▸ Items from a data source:

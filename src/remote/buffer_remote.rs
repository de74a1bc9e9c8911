//! Remote buffer tiers: read folders, read servers and one write server
//!
//! Protocol per server:
//! - `GET <server>/<hex>` returns the raw buffer
//! - `GET <server>/has` with a JSON list of hex checksums as body returns a JSON list of booleans
//! - `PUT <server>/<hex>` stores the raw buffer

use std::collections::HashSet;
use std::path::PathBuf;
use std::sync::Mutex;
use std::time::Duration;

use anyhow::Context;
use reqwest::Client;
use tracing::{debug, warn};

use crate::checksum::{calculate_checksum, Buffer, Checksum};
use crate::error::{Result, SeamlessError};
use crate::logging::{operations, services, status};
use crate::storage::{BufferStore, FolderStore};

/// What one read server made of a download
enum Download {
    Found(Buffer),
    /// The server answered but does not hold the buffer
    Absent,
    Unavailable,
}

pub struct BufferRemote {
    client: Client,
    read_folders: Vec<FolderStore>,
    read_servers: Vec<String>,
    write_server: Option<String>,
    /// Buffers that some remote tier is known to hold
    known: Mutex<HashSet<Checksum>>,
    /// Buffers already sent to the write server
    written: Mutex<HashSet<Checksum>>,
}

impl BufferRemote {
    pub fn new(
        read_servers: Vec<String>,
        read_folders: Vec<PathBuf>,
        write_server: Option<String>,
        timeout: Duration,
    ) -> Result<Self> {
        let client = Client::builder()
            .timeout(timeout)
            .build()
            .context("Failed to build HTTP client")?;
        Ok(Self {
            client,
            read_folders: read_folders.into_iter().map(FolderStore::read_only).collect(),
            read_servers: read_servers
                .into_iter()
                .map(|s| s.trim_end_matches('/').to_string())
                .collect(),
            write_server: write_server.map(|s| s.trim_end_matches('/').to_string()),
            known: Mutex::new(HashSet::new()),
            written: Mutex::new(HashSet::new()),
        })
    }

    /// A remote with no tiers configured
    pub fn disabled() -> Self {
        Self {
            client: Client::new(),
            read_folders: Vec::new(),
            read_servers: Vec::new(),
            write_server: None,
            known: Mutex::new(HashSet::new()),
            written: Mutex::new(HashSet::new()),
        }
    }

    pub fn is_configured(&self) -> bool {
        !self.read_folders.is_empty() || !self.read_servers.is_empty() || self.write_server.is_some()
    }

    pub fn can_write(&self) -> bool {
        self.write_server.is_some()
    }

    /// Retrieve a buffer: read folders first, then read servers, in order
    ///
    /// A miss is `Ok(None)` as long as one server answered. When every read
    /// server was unreachable or failing, the lookup is a connection error.
    pub async fn get_buffer(&self, checksum: &Checksum) -> Result<Option<Buffer>> {
        for folder in &self.read_folders {
            match folder.get(checksum) {
                Ok(Some(buffer)) => {
                    self.mark_known(checksum);
                    return Ok(Some(buffer));
                }
                Ok(None) => {}
                Err(e) => {
                    warn!(folder = %folder.root().display(), error = %e, "Buffer folder read failed");
                }
            }
        }

        let mut answered = false;
        for server in &self.read_servers {
            match self.download(server, checksum).await {
                Download::Found(buffer) => {
                    self.mark_known(checksum);
                    return Ok(Some(buffer));
                }
                Download::Absent => answered = true,
                Download::Unavailable => {}
            }
        }
        if self.read_servers.is_empty() || answered {
            return Ok(None);
        }
        Err(SeamlessError::Connection {
            service: services::BUFFER_SERVER.to_string(),
        })
    }

    async fn download(&self, server: &str, checksum: &Checksum) -> Download {
        let url = format!("{}/{}", server, checksum.to_hex());
        let mut previous: Option<Checksum> = None;
        // A server may be mid-write; one changed retry is allowed before giving up
        loop {
            let response = match self.client.get(&url).send().await {
                Ok(r) => r,
                Err(e) => {
                    debug!(service = services::BUFFER_SERVER, server, error = %e, "Buffer server unreachable");
                    return Download::Unavailable;
                }
            };
            if response.status().is_server_error() {
                return Download::Unavailable;
            }
            if response.status().is_client_error() {
                return Download::Absent;
            }
            let buffer = match response.bytes().await {
                Ok(b) => b,
                Err(e) => {
                    debug!(service = services::BUFFER_SERVER, server, error = %e, "Buffer download failed");
                    return Download::Unavailable;
                }
            };
            let actual = calculate_checksum(&buffer);
            if actual == *checksum {
                debug!(
                    service = services::BUFFER_SERVER,
                    operation = operations::GET,
                    checksum = %checksum.short(),
                    size_bytes = buffer.len(),
                    "Downloaded buffer"
                );
                return Download::Found(buffer);
            }
            if previous != Some(actual) {
                previous = Some(actual);
                continue;
            }
            warn!(server, checksum = %checksum, "Buffer server returned wrong content");
            return Download::Absent;
        }
    }

    /// Ask one server whether it holds a buffer; `None` if the server cannot answer
    pub async fn has(&self, server: &str, checksum: &Checksum) -> Option<bool> {
        let body = serde_json::to_string(&vec![checksum.to_hex()]).ok()?;
        let response = self
            .client
            .get(format!("{server}/has"))
            .body(body)
            .send()
            .await
            .ok()?;
        if response.status().is_client_error() || response.status().is_server_error() {
            return None;
        }
        let answer: Vec<bool> = response.json().await.ok()?;
        match answer.as_slice() {
            [present] => Some(*present),
            _ => None,
        }
    }

    /// Query folders and servers directly
    pub async fn remote_has_checksum(&self, checksum: &Checksum) -> bool {
        for folder in &self.read_folders {
            if folder.exists(checksum).unwrap_or(false) {
                self.mark_known(checksum);
                return true;
            }
        }
        for server in &self.read_servers {
            if self.has(server, checksum).await == Some(true) {
                self.mark_known(checksum);
                return true;
            }
        }
        false
    }

    /// Known locally to be held remotely, without asking
    pub fn is_known(&self, checksum: &Checksum) -> bool {
        let known = self.known.lock().map(|k| k.contains(checksum)).unwrap_or(false);
        known || self.written.lock().map(|w| w.contains(checksum)).unwrap_or(false)
    }

    pub async fn can_read_buffer(&self, checksum: &Checksum) -> bool {
        self.is_known(checksum) || self.remote_has_checksum(checksum).await
    }

    fn mark_known(&self, checksum: &Checksum) {
        if let Ok(mut known) = self.known.lock() {
            known.insert(*checksum);
        }
    }

    /// Upload a buffer to the write server, once per checksum
    ///
    /// Callers treat failures as non-fatal.
    pub async fn write_buffer(&self, checksum: &Checksum, buffer: &[u8]) -> Result<()> {
        let Some(server) = self.write_server.as_deref() else {
            return Ok(());
        };
        {
            let mut written = self
                .written
                .lock()
                .map_err(|_| anyhow::anyhow!("written-buffer set poisoned"))?;
            if !written.insert(*checksum) {
                return Ok(());
            }
        }
        if self.has(server, checksum).await == Some(true) {
            return Ok(());
        }

        let url = format!("{}/{}", server, checksum.to_hex());
        let response = self
            .client
            .put(&url)
            .body(buffer.to_vec())
            .send()
            .await
            .map_err(|e| {
                self.unmark_written(checksum);
                debug!(service = services::BUFFER_SERVER, error = %e, "Buffer upload failed");
                SeamlessError::Connection {
                    service: services::BUFFER_SERVER.to_string(),
                }
            })?;

        if !response.status().is_success() {
            self.unmark_written(checksum);
            let code = response.status().as_u16();
            let text = response.text().await.unwrap_or_default();
            return Err(anyhow::anyhow!("buffer server refused {checksum}: {code} {text}").into());
        }
        debug!(
            service = services::BUFFER_SERVER,
            operation = operations::PUT,
            status = status::SUCCESS,
            checksum = %checksum.short(),
            size_bytes = buffer.len(),
            "Uploaded buffer"
        );
        Ok(())
    }

    fn unmark_written(&self, checksum: &Checksum) {
        if let Ok(mut written) = self.written.lock() {
            written.remove(checksum);
        }
    }
}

▸ Work to complete: Could you find every line in the records above that has the string "Unavailable" and copy it?

▸ Result:
    Unavailable,
                Download::Unavailable => {}
                    return Download::Unavailable;
                return Download::Unavailable;
                    return Download::Unavailable;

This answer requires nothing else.